* [Exercise requirements] Starting at the first line of the listing below and ending at the line with "let probs: Vec<f64>", copy each line exactly.
----------------
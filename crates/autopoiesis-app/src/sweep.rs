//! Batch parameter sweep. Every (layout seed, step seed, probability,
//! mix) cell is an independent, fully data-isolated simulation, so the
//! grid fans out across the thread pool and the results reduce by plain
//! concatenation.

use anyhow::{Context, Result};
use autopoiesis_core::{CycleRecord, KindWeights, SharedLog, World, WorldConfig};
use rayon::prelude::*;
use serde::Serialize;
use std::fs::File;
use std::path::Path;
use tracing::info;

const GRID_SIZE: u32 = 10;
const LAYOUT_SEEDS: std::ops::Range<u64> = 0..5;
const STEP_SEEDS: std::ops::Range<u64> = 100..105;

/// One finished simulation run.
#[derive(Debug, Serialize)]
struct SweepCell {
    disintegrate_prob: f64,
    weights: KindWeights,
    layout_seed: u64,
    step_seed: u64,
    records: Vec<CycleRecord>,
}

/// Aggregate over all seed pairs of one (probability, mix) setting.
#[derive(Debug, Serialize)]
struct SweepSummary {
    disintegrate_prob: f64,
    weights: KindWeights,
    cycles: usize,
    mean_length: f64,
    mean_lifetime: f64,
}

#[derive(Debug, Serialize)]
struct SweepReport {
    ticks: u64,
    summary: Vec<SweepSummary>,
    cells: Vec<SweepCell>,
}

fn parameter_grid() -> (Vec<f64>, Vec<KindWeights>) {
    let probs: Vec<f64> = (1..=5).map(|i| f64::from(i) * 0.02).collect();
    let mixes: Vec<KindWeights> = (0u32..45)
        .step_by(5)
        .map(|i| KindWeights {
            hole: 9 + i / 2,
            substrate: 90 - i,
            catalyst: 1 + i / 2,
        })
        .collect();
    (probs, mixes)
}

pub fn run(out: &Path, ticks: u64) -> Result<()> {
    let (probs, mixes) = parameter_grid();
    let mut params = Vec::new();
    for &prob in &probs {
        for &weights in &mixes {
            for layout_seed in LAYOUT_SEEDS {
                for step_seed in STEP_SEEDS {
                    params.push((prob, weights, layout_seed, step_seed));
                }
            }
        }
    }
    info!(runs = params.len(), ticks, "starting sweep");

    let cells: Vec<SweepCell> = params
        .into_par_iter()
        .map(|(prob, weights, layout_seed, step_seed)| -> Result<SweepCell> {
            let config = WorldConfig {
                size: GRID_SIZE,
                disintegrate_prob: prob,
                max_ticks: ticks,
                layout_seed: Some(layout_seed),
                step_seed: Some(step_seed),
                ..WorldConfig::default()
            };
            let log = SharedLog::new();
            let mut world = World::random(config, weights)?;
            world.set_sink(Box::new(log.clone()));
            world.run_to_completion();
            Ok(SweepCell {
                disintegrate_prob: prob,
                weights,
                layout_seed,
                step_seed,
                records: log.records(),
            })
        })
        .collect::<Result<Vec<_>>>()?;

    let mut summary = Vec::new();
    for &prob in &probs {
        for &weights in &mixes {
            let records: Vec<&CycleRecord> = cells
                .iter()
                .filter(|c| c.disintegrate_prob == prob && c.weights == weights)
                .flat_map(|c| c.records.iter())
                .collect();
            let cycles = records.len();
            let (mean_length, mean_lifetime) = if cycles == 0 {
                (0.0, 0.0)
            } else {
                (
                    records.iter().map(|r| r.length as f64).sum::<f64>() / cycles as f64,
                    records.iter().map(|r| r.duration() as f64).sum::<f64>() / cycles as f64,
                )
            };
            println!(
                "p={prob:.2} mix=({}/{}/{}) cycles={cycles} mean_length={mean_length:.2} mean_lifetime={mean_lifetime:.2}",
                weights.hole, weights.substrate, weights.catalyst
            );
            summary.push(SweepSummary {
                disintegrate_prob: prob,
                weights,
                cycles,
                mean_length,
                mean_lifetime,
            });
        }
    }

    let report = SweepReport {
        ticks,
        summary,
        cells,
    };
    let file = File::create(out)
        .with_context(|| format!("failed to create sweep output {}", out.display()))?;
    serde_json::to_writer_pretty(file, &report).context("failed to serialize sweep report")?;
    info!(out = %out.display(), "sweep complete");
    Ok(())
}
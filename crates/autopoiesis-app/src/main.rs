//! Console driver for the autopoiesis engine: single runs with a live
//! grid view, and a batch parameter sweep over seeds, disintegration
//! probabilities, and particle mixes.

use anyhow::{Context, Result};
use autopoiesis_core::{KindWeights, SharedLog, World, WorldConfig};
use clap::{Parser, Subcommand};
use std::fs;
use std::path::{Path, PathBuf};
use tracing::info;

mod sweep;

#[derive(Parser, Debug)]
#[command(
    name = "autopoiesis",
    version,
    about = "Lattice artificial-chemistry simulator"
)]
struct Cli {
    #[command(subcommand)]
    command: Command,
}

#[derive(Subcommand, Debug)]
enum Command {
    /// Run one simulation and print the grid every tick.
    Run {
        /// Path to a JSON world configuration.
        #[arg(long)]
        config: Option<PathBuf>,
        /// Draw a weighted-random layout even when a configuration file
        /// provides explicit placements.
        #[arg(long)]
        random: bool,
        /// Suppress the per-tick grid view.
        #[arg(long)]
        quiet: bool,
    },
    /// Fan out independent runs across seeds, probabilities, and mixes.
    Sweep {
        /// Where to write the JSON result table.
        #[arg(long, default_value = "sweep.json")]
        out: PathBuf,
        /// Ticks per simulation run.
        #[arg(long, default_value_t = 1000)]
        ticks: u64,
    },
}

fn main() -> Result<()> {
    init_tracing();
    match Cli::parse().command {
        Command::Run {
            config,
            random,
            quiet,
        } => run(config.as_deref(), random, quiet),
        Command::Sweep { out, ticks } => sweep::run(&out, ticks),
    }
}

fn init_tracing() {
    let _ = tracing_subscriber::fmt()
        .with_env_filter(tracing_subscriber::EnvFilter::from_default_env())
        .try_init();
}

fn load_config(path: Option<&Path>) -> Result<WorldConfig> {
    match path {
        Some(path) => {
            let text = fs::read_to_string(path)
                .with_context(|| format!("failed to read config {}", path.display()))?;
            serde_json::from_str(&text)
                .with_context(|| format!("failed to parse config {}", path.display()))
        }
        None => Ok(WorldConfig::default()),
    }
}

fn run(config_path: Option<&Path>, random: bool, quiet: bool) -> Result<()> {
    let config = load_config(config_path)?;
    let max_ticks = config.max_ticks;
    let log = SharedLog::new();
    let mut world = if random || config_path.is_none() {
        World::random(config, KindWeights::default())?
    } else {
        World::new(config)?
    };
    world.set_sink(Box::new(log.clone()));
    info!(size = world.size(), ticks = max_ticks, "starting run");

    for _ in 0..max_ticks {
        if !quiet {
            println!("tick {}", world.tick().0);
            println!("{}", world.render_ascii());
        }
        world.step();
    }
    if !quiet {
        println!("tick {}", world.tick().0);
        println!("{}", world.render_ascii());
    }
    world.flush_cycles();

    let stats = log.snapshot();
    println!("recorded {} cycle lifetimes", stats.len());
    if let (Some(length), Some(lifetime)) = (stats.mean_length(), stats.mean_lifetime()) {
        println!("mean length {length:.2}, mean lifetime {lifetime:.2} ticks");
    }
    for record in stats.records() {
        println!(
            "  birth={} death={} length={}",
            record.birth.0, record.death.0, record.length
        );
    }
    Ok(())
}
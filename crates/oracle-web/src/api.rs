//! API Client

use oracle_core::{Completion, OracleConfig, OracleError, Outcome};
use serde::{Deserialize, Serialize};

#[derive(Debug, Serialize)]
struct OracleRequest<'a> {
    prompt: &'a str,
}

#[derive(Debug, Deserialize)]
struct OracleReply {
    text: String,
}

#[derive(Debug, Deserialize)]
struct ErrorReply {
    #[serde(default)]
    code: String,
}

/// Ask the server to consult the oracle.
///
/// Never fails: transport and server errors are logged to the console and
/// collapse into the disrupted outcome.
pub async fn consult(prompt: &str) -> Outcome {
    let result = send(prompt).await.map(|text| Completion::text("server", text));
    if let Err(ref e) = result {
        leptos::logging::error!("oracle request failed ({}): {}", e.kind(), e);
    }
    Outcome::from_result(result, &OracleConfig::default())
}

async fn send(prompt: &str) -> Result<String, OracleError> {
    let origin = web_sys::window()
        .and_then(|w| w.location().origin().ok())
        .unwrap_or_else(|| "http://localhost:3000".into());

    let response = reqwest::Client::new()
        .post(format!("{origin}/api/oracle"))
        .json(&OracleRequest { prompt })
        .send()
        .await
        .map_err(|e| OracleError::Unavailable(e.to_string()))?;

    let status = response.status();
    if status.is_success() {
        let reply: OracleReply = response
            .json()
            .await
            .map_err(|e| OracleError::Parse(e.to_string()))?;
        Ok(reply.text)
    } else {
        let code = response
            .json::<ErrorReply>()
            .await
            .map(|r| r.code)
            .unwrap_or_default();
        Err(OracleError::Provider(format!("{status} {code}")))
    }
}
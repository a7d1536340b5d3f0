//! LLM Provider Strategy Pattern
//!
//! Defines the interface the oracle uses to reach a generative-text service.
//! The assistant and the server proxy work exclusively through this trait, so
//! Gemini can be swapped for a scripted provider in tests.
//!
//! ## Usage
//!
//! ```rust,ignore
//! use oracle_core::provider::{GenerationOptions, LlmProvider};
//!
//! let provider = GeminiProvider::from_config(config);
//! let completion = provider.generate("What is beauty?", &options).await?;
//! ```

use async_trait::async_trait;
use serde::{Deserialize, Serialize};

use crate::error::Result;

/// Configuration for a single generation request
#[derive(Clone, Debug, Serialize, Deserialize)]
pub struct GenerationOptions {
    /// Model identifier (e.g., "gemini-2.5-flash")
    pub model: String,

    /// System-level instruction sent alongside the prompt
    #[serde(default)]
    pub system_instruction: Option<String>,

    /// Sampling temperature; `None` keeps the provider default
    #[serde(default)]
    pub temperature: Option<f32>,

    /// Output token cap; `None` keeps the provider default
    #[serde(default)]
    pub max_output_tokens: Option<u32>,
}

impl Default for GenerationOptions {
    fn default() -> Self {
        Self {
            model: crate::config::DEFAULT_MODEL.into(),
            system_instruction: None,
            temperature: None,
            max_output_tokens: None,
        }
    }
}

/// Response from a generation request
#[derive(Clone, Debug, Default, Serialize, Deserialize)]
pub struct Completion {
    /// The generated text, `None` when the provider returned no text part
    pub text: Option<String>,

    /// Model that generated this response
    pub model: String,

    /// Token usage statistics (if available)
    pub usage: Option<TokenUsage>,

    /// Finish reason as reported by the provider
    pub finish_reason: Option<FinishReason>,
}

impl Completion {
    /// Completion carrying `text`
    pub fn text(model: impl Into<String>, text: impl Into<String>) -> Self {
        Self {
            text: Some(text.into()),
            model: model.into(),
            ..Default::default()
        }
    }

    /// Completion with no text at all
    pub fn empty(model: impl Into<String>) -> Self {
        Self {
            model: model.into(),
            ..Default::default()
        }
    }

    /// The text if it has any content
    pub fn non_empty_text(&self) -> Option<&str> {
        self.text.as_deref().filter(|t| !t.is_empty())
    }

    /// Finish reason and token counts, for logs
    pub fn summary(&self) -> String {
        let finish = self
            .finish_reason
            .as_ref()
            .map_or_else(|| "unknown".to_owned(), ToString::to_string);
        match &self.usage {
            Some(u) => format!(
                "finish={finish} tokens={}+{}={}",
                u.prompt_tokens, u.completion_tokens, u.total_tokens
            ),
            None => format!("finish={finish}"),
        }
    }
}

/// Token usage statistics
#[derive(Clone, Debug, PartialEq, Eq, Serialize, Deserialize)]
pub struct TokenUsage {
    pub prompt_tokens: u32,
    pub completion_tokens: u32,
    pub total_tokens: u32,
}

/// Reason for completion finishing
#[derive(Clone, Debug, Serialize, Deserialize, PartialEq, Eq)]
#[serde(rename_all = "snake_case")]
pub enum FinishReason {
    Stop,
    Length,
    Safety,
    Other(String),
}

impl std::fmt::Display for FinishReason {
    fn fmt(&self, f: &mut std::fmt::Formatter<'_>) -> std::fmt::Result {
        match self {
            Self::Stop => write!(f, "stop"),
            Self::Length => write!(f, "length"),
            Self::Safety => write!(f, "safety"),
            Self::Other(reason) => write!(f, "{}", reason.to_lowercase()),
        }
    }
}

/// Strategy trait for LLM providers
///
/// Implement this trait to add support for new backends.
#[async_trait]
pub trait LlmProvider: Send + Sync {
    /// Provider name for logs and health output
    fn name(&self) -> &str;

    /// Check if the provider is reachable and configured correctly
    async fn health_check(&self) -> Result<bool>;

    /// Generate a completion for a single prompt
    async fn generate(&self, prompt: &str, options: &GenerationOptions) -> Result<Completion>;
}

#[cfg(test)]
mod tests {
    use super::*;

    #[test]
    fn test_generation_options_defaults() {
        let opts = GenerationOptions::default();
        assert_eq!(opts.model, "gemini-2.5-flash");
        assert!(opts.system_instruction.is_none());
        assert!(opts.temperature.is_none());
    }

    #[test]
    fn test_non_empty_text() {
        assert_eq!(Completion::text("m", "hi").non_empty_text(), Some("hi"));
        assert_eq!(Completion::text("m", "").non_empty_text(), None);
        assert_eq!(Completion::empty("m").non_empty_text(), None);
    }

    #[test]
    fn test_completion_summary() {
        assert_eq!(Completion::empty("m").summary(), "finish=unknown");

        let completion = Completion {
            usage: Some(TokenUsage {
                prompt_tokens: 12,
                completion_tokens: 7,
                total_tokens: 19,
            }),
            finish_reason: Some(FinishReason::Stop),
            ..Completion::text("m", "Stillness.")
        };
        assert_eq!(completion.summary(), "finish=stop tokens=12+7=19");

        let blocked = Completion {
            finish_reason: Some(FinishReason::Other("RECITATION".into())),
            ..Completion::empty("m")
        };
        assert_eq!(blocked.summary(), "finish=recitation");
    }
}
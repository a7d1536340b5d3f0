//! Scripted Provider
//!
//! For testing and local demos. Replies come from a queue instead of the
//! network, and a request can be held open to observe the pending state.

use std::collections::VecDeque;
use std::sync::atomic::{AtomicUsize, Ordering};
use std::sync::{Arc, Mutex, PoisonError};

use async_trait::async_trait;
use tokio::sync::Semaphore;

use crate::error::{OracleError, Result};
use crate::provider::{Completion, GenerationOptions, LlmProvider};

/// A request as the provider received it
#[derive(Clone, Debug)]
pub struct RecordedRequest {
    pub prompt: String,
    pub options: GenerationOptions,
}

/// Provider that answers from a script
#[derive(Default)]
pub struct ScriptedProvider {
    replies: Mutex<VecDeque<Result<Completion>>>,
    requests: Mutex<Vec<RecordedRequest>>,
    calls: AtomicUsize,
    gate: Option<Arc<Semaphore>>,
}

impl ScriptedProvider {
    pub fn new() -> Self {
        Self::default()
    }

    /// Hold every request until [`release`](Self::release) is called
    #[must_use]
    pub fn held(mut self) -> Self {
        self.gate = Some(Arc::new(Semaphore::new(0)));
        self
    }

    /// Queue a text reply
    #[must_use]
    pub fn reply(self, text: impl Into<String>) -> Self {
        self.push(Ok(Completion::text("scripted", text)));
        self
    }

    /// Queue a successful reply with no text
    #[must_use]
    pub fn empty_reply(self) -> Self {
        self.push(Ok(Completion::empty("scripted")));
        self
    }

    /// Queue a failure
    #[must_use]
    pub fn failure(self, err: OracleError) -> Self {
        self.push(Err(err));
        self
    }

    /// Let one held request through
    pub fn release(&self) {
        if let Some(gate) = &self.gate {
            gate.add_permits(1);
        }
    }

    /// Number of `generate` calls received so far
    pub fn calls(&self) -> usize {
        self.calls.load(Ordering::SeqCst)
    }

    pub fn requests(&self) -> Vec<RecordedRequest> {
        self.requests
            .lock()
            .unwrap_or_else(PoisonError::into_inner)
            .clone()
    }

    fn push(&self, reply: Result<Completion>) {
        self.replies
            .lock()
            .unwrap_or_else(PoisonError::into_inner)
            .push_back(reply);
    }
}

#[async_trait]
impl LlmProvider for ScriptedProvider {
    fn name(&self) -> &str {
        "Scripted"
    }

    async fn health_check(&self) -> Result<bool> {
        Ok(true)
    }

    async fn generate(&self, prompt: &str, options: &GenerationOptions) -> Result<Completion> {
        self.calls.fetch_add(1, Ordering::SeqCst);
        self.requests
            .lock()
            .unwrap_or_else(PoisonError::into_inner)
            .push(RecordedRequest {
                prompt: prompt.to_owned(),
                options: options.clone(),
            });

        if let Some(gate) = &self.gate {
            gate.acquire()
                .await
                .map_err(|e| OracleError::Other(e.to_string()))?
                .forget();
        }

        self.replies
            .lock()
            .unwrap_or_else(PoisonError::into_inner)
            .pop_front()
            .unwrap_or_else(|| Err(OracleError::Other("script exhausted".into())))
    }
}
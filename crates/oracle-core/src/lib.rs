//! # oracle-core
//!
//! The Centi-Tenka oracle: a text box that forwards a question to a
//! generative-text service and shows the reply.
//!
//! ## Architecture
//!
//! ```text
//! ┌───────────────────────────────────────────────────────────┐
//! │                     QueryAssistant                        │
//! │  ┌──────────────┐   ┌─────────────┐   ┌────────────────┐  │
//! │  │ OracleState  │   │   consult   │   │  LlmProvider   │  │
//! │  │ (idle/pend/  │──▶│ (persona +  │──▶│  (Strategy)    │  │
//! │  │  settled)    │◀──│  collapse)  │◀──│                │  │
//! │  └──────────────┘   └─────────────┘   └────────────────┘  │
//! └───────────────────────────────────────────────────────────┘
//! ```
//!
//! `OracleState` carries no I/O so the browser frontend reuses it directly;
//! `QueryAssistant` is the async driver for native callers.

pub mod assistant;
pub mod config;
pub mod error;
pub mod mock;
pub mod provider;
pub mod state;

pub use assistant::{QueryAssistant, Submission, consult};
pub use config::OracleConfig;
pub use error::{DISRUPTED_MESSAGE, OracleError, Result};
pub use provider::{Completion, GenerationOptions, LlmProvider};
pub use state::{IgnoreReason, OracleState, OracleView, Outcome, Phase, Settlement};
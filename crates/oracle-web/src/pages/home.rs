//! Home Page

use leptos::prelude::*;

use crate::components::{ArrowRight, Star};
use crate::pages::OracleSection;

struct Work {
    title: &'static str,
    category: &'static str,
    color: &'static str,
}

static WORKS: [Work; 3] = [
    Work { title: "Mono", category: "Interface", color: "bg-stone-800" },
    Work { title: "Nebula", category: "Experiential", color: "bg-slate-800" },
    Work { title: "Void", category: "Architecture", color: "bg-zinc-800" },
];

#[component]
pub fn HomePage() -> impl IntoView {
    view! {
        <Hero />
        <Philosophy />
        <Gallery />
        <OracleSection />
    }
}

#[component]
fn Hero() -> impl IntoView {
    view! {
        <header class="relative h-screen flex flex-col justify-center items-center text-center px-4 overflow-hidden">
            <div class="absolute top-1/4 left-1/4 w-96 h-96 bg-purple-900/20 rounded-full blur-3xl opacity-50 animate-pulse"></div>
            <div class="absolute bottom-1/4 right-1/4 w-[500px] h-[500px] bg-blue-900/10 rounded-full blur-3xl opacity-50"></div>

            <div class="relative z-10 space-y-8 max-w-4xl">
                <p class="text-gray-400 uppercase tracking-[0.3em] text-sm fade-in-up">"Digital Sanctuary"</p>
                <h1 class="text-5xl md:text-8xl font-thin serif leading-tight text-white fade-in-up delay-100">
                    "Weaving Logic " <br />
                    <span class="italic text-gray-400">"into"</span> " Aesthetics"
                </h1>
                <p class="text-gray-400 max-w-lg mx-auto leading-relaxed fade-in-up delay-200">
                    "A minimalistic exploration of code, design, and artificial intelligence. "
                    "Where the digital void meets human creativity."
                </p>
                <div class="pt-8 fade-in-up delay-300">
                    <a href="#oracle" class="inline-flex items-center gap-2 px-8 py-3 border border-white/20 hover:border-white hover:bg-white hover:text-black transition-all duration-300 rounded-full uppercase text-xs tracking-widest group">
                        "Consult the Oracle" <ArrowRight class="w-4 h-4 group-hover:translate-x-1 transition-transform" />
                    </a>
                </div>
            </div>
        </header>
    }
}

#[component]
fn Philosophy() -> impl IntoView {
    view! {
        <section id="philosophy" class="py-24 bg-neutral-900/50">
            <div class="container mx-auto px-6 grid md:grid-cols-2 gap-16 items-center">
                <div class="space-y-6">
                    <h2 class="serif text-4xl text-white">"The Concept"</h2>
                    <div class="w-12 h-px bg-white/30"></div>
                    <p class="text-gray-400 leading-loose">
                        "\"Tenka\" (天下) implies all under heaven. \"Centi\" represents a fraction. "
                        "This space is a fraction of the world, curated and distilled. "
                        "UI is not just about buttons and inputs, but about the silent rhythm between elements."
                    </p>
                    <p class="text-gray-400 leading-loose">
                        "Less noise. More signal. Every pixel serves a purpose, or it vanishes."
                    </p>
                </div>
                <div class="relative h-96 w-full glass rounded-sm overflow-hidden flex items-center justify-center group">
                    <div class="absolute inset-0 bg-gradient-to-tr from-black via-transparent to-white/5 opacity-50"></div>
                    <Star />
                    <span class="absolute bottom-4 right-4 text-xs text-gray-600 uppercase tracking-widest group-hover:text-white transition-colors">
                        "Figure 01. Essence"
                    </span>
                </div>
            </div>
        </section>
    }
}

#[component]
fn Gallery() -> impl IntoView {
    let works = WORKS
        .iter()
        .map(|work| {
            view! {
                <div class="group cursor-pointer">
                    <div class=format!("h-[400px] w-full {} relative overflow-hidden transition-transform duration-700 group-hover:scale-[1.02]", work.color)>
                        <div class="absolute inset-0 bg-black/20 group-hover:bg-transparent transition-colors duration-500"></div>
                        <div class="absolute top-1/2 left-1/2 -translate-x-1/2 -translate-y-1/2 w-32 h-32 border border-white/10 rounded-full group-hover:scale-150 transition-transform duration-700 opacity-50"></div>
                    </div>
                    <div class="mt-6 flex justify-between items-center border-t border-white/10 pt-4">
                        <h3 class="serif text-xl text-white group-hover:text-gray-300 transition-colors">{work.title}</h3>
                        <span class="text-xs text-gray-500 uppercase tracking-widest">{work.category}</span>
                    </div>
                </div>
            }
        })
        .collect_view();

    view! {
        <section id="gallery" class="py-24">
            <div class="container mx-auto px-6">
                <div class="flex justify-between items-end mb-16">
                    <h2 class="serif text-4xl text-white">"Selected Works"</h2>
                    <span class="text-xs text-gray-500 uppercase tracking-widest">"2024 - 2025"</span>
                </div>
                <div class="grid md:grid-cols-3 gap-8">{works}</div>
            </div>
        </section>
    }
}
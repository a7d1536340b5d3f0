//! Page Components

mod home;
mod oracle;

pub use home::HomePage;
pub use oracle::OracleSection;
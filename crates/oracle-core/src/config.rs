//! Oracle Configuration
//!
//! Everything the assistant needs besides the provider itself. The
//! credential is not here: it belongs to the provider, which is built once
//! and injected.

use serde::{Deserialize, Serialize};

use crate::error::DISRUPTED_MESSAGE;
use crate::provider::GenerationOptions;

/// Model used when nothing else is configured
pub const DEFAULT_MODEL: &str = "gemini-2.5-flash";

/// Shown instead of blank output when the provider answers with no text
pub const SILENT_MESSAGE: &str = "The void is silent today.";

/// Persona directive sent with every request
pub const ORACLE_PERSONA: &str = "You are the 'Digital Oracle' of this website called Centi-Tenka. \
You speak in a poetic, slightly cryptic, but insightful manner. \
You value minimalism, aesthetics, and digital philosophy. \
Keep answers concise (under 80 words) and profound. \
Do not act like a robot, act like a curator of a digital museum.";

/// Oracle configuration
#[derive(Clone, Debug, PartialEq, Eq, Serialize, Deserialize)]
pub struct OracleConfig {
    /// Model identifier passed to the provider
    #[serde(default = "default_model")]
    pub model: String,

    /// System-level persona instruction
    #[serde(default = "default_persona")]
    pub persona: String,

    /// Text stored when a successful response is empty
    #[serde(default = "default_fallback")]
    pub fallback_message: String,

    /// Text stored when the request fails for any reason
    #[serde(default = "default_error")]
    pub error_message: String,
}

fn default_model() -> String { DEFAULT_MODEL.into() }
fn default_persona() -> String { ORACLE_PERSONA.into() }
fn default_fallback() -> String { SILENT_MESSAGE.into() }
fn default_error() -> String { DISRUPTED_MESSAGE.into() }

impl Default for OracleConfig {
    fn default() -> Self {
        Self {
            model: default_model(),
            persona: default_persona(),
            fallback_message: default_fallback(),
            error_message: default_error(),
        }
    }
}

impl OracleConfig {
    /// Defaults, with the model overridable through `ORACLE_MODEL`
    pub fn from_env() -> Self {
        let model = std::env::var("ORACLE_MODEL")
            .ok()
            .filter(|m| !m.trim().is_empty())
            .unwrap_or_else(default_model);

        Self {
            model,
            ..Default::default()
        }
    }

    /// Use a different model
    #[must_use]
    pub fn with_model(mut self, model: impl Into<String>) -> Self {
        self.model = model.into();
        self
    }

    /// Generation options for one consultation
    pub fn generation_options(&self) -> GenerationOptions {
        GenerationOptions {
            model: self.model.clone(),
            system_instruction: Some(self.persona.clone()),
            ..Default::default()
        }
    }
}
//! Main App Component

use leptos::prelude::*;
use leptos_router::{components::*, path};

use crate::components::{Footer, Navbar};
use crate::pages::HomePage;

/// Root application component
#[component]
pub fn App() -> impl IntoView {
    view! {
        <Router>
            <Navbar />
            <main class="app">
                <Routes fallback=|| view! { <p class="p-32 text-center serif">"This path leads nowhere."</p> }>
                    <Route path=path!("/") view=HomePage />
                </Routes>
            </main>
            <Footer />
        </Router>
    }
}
----------------
* [Exercise response]
filename crates/autopoiesis-app/src/sweep.rs
//! Batch parameter sweep. Every (layout seed, step seed, probability,
//! mix) cell is an independent, fully data-isolated simulation, so the
//! grid fans out across the thread pool and the results reduce by plain
//! concatenation.

use anyhow::{Context, Result};
use autopoiesis_core::{CycleRecord, KindWeights, SharedLog, World, WorldConfig};
use rayon::prelude::*;
use serde::Serialize;
use std::fs::File;
use std::path::Path;
use tracing::info;

const GRID_SIZE: u32 = 10;
const LAYOUT_SEEDS: std::ops::Range<u64> = 0..5;
const STEP_SEEDS: std::ops::Range<u64> = 100..105;

/// One finished simulation run.
#[derive(Debug, Serialize)]
struct SweepCell {
    disintegrate_prob: f64,
    weights: KindWeights,
    layout_seed: u64,
    step_seed: u64,
    records: Vec<CycleRecord>,
}

/// Aggregate over all seed pairs of one (probability, mix) setting.
#[derive(Debug, Serialize)]
struct SweepSummary {
    disintegrate_prob: f64,
    weights: KindWeights,
    cycles: usize,
    mean_length: f64,
    mean_lifetime: f64,
}

#[derive(Debug, Serialize)]
struct SweepReport {
    ticks: u64,
    summary: Vec<SweepSummary>,
    cells: Vec<SweepCell>,
}

fn parameter_grid() -> (Vec<f64>, Vec<KindWeights>) {
    let probs: Vec<f64> = (1..=5).map(|i| f64::from(i) * 0.02).collect();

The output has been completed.